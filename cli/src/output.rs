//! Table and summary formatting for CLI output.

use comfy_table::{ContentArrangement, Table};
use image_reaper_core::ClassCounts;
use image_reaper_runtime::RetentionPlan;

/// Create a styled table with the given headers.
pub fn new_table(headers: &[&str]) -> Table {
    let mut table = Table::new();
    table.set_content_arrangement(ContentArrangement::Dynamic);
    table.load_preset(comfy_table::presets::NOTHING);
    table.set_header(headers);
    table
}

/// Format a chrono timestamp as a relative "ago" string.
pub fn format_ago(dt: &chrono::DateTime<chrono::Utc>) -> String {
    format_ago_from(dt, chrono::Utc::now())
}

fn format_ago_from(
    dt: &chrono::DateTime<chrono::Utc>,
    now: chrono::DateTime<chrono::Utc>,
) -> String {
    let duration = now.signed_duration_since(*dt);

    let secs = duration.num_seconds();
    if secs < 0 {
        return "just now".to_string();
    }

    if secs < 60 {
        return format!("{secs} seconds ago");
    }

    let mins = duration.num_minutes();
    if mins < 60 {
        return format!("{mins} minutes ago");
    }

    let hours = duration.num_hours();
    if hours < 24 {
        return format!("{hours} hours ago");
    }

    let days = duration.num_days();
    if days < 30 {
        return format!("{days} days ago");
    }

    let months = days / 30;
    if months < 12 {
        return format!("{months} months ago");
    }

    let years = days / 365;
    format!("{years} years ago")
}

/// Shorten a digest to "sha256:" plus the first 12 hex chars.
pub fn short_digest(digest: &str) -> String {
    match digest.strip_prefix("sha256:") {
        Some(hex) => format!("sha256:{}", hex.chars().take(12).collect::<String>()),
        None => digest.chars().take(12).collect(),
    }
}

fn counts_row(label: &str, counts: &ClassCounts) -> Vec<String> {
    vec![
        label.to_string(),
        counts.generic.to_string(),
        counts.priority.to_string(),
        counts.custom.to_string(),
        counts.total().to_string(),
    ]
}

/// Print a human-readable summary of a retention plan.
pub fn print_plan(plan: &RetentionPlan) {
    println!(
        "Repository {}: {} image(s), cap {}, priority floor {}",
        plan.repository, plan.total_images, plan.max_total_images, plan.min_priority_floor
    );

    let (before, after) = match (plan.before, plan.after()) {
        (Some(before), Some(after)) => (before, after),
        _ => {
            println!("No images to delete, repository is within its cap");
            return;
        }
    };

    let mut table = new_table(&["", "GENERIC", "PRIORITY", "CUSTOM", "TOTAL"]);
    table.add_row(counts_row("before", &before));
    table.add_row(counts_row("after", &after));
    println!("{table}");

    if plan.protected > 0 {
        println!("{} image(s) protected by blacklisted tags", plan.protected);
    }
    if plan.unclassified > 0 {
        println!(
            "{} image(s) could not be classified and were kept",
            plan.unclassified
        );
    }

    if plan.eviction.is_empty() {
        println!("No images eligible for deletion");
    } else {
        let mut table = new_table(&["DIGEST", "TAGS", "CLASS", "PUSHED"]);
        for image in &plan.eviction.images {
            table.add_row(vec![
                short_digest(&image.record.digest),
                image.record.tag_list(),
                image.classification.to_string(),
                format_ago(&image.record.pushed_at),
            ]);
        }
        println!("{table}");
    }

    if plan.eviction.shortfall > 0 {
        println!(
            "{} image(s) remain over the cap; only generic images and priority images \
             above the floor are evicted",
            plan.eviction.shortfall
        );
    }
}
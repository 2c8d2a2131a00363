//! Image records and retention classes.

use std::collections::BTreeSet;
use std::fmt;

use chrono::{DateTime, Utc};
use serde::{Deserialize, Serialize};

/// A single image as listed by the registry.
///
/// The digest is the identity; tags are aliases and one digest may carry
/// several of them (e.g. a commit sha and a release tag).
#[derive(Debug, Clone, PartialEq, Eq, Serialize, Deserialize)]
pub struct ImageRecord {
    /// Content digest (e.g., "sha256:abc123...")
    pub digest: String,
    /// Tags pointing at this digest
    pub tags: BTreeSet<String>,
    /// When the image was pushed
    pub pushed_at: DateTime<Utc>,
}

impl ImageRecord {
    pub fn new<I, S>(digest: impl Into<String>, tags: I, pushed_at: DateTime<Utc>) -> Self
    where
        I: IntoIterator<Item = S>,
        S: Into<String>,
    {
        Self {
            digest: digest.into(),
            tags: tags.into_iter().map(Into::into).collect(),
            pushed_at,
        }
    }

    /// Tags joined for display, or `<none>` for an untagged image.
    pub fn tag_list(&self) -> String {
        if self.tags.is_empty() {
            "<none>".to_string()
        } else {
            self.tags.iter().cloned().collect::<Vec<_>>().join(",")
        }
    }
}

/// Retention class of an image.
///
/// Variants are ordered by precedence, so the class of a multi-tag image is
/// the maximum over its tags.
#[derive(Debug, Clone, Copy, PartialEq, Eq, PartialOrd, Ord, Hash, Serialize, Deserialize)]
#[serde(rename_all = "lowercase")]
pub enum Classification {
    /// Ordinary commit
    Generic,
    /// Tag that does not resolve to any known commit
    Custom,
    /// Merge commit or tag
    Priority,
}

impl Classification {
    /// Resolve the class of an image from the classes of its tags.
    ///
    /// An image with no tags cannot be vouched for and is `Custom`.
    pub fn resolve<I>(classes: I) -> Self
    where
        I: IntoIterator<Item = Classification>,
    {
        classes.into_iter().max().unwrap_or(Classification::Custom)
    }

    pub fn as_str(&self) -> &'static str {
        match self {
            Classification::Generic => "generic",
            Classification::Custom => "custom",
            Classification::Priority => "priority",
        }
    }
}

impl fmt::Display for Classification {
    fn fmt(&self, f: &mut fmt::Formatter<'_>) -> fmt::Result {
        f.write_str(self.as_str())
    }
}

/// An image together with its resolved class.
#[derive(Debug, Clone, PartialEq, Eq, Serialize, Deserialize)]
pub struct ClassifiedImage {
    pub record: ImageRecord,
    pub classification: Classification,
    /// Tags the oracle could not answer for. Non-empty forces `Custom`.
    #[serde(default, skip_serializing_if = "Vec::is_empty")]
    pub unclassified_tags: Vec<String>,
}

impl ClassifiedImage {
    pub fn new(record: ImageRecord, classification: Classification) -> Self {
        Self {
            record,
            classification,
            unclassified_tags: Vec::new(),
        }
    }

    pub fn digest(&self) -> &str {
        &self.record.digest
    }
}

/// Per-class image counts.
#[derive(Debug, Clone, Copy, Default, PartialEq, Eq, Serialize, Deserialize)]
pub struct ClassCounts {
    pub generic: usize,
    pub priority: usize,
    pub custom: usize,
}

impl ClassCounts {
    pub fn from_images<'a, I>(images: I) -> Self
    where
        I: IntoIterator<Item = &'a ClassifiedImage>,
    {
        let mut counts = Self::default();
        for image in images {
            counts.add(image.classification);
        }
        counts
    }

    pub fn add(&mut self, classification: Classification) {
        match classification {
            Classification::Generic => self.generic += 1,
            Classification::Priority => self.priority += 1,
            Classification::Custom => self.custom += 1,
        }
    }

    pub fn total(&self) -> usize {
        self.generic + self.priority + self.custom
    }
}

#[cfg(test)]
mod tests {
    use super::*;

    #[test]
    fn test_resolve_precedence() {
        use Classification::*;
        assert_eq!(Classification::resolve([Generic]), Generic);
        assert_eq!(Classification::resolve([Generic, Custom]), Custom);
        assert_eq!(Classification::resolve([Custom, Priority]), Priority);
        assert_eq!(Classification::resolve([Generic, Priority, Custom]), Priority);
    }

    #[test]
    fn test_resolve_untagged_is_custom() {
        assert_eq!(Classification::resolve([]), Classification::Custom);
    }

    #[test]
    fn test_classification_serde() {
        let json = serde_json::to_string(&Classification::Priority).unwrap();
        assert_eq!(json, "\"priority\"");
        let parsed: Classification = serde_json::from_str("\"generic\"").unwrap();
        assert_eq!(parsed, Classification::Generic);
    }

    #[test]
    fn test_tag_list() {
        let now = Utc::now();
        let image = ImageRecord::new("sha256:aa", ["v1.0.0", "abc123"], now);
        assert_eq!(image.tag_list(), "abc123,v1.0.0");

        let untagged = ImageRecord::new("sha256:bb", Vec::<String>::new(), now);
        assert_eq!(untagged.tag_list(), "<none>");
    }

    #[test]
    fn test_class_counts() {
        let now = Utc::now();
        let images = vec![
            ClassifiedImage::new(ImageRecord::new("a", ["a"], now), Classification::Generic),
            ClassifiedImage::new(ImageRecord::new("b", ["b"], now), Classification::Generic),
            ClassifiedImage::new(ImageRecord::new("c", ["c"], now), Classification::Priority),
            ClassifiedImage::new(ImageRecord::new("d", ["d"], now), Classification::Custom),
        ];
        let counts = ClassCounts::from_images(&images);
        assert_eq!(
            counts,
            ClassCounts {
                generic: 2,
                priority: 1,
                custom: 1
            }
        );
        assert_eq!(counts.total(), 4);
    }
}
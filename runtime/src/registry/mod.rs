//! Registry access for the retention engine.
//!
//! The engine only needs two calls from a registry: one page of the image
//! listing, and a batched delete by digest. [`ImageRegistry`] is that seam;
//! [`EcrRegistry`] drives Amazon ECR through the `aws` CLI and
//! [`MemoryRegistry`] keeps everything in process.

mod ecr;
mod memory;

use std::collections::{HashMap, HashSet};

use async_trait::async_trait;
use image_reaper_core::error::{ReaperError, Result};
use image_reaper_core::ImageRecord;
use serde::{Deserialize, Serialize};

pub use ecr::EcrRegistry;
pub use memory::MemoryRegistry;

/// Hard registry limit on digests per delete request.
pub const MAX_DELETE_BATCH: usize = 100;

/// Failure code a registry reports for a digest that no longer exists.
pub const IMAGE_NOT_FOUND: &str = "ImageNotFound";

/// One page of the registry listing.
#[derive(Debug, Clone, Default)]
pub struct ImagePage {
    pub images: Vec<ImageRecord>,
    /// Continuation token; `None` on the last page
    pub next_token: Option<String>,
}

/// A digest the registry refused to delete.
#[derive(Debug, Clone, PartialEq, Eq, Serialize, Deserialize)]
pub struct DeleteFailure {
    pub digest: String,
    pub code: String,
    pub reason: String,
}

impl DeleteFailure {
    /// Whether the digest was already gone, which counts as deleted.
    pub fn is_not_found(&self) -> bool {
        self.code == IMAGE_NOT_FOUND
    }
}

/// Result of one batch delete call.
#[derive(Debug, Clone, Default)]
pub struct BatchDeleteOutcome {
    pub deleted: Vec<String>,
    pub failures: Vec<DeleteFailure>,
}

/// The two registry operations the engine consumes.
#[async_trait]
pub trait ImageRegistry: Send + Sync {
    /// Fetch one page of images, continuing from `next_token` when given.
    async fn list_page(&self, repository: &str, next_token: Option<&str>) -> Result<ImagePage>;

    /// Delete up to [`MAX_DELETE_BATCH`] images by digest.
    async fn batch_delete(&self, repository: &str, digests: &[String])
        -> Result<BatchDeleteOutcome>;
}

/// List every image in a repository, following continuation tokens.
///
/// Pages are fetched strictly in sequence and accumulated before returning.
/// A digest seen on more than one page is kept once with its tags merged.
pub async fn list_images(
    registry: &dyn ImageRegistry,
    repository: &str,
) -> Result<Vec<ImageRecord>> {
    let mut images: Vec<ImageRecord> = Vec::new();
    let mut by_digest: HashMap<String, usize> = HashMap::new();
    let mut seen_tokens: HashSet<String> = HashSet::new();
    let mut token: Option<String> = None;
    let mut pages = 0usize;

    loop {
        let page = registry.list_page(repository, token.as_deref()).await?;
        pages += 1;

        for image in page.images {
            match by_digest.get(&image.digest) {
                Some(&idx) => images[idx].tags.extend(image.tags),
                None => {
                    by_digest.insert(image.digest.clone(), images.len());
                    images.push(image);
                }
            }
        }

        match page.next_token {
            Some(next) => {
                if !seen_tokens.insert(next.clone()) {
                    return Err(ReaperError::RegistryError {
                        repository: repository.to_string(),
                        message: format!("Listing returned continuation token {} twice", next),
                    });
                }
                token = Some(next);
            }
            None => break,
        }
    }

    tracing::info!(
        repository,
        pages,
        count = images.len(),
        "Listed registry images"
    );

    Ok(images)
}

# # # #

TASK DETAILS:
Wherever the word "engine" appears in the entries above, copy that whole line.

REPLY:
//! Registry access for the retention engine.
//! The engine only needs two calls from a registry: one page of the image
/// The two registry operations the engine consumes.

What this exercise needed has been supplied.